Thursday, June 26, 2014

And then it just becomes stupid

Got an email today from the brilliant minds over at the National Visa Center.  Apparently when we turned in our applications, we didn't submit the last page, the page that says to only fill it in if someone other than you yourself filled in the application.  Since I filled in the applications, silly me, I didn't fill in that final page, nor did I submit it with the package, since the entire page was blank.

I was told today, after yet another half hour wait on the phone, that I was supposed to submit the blank final page, with nothing on it, and that because I did not, I would need to resubmit everything again. So, download new forms, fill them in again, rescan them, rescan all the supporting documents, and resubmit them, this time with the blank 9th page, that will have no new information on it, nothing on it, it will be blank.

And now, I really understand why our immigration system is so fatally flawed down here.  When a US citizen can't get his wife and kids into the country to live with him after a year, because of a blank page, and yet people from everywhere else can just walk illegally over the boarder...

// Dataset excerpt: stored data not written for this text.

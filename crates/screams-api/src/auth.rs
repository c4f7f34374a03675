//! Caller identification via HTTP Basic credentials.
//!
//! Every route is registered with an [`AuthRequirement`]. The
//! [`authenticate`] middleware resolves a [`Caller`] according to it and
//! stores it in the request extensions, where handlers pick it up with
//! `Extension<Caller>`.

use std::sync::Arc;

use argon2::{Argon2, PasswordHash, PasswordVerifier};
use axum::{
  extract::{Request, State},
  http::{HeaderMap, header},
  middleware::Next,
  response::Response,
};
use base64::Engine as _;
use base64::engine::general_purpose::STANDARD as B64;
use screams_core::{caller::Caller, store::ScreamStore};

use crate::error::ApiError;

/// Whether a route needs an authenticated caller.
#[derive(Debug, Clone, Copy, PartialEq, Eq)]
pub enum AuthRequirement {
  /// Valid credentials must be presented.
  Required,
  /// Credentials are checked if presented; without them the caller is
  /// anonymous.
  Optional,
  /// Credentials are ignored; the caller is always anonymous.
  None,
}

/// State handed to [`authenticate`] for one route.
#[derive(Clone)]
pub struct Gate<S> {
  pub store:       Arc<S>,
  pub requirement: AuthRequirement,
}

/// Split a `Basic` authorization header into `(display_name, password)`.
///
/// Returns `Ok(None)` when no header is present and `Unauthorized` when one
/// is present but malformed.
pub fn basic_credentials(
  headers: &HeaderMap,
) -> Result<Option<(String, String)>, ApiError> {
  let Some(value) = headers.get(header::AUTHORIZATION) else {
    return Ok(None);
  };

  let encoded = value
    .to_str()
    .ok()
    .and_then(|v| v.strip_prefix("Basic "))
    .ok_or(ApiError::Unauthorized)?;

  let decoded = B64.decode(encoded).map_err(|_| ApiError::Unauthorized)?;
  let creds = String::from_utf8(decoded).map_err(|_| ApiError::Unauthorized)?;
  let (name, password) = creds.split_once(':').ok_or(ApiError::Unauthorized)?;

  Ok(Some((name.to_owned(), password.to_owned())))
}

/// Check `password` against the stored argon2 hash for `display_name`.
pub async fn verify<S>(
  store: &S,
  display_name: &str,
  password: &str,
) -> Result<Caller, ApiError>
where
  S: ScreamStore,
{
  let (profile, hash) = store
    .credentials_for(display_name)
    .await
    .map_err(|e| ApiError::Store(Box::new(e)))?
    .ok_or(ApiError::Unauthorized)?;

  let parsed = PasswordHash::new(&hash).map_err(|_| ApiError::Unauthorized)?;
  Argon2::default()
    .verify_password(password.as_bytes(), &parsed)
    .map_err(|_| ApiError::Unauthorized)?;

  Ok(Caller::user(profile.user_id))
}

/// Resolve the caller for a route guarded by `gate`.
pub async fn authenticate<S>(
  State(gate): State<Gate<S>>,
  mut req: Request,
  next: Next,
) -> Result<Response, ApiError>
where
  S: ScreamStore + 'static,
{
  let caller = match gate.requirement {
    AuthRequirement::None => Caller::ANONYMOUS,
    AuthRequirement::Optional => match basic_credentials(req.headers())? {
      Some((name, password)) => verify(&*gate.store, &name, &password).await?,
      None => Caller::ANONYMOUS,
    },
    AuthRequirement::Required => {
      let (name, password) =
        basic_credentials(req.headers())?.ok_or(ApiError::Unauthorized)?;
      verify(&*gate.store, &name, &password).await?
    }
  };

  tracing::debug!(
    user_id = caller.user_id,
    anonymous = caller.is_anonymous(),
    requirement = ?gate.requirement,
    "caller resolved"
  );
  req.extensions_mut().insert(caller);
  Ok(next.run(req).await)
}
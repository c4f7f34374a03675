//! The identity resolved for the current request.

/// Who is making a request. `user_id < 1` means anonymous.
#[derive(Debug, Clone, Copy, PartialEq, Eq, Default)]
pub struct Caller {
  pub user_id: i64,
}

impl Caller {
  pub const ANONYMOUS: Caller = Caller { user_id: 0 };

  pub fn user(user_id: i64) -> Self { Self { user_id } }

  pub fn is_anonymous(&self) -> bool { self.user_id < 1 }
}
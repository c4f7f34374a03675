//! SQLite backend for the Screams service.
//!
//! Wraps [`tokio_rusqlite`] so all database access runs on a dedicated thread
//! without blocking the async runtime.

mod encode;
mod schema;
mod store;

pub mod error;

pub use error::{Error, Result};
pub use store::SqliteStore;
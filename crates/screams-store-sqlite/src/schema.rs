//! SQL schema for the Screams SQLite store.
//!
//! Column names are PascalCase because clients pass them as sort keys.

/// Full schema DDL; idempotent thanks to `CREATE TABLE IF NOT EXISTS`.
pub const SCHEMA: &str = "
PRAGMA journal_mode = WAL;
PRAGMA foreign_keys = ON;

CREATE TABLE IF NOT EXISTS Users (
    ID           INTEGER PRIMARY KEY AUTOINCREMENT,
    DisplayName  TEXT NOT NULL UNIQUE COLLATE NOCASE,
    PasswordHash TEXT NOT NULL,
    DateJoined   TEXT NOT NULL
);

CREATE TABLE IF NOT EXISTS Screams (
    ID          INTEGER PRIMARY KEY AUTOINCREMENT,
    Body        TEXT    NOT NULL,
    DateCreated TEXT    NOT NULL,   -- RFC 3339 UTC; never updated
    DateEdited  TEXT,
    ParentID    INTEGER NOT NULL DEFAULT 0,
    ReplyToID   INTEGER NOT NULL DEFAULT 0,
    SourceAppID INTEGER NOT NULL DEFAULT 0,
    TotalViews  INTEGER NOT NULL DEFAULT 0,
    UserID      INTEGER NOT NULL
);

-- Snapshots are strictly append-only.
-- No UPDATE or DELETE is ever issued against this table.
-- ScreamID has no foreign key; snapshots remain after their scream is deleted.
CREATE TABLE IF NOT EXISTS ScreamHistory (
    ID           INTEGER PRIMARY KEY AUTOINCREMENT,
    ScreamID     INTEGER NOT NULL,
    Body         TEXT    NOT NULL,
    DateCreated  TEXT    NOT NULL,
    DateEdited   TEXT,
    DateRecorded TEXT    NOT NULL,
    ParentID     INTEGER NOT NULL DEFAULT 0,
    ReplyToID    INTEGER NOT NULL DEFAULT 0,
    SourceAppID  INTEGER NOT NULL DEFAULT 0,
    TotalViews   INTEGER NOT NULL DEFAULT 0,
    UserID       INTEGER NOT NULL
);

CREATE INDEX IF NOT EXISTS screams_user_idx   ON Screams(UserID);
CREATE INDEX IF NOT EXISTS history_scream_idx ON ScreamHistory(ScreamID);

PRAGMA user_version = 1;
";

This could mean months more of separation.
Maybe its time to just bring them in illegally, like everyone else, I mean why the hell not?  It seems like it would be a lot cheaper, a lot quicker, and we'd have a better outcome at the end without all the hassle of trying to do things the right way.

Thank you America.  You have failed me.
Forward this blog on to your senator, your representative, your congressman, but I bet it won't do any good.
Apparently I need to be an illegal immigrant who just says "to hell with your system and procedures" before I get anything at all to happen down here.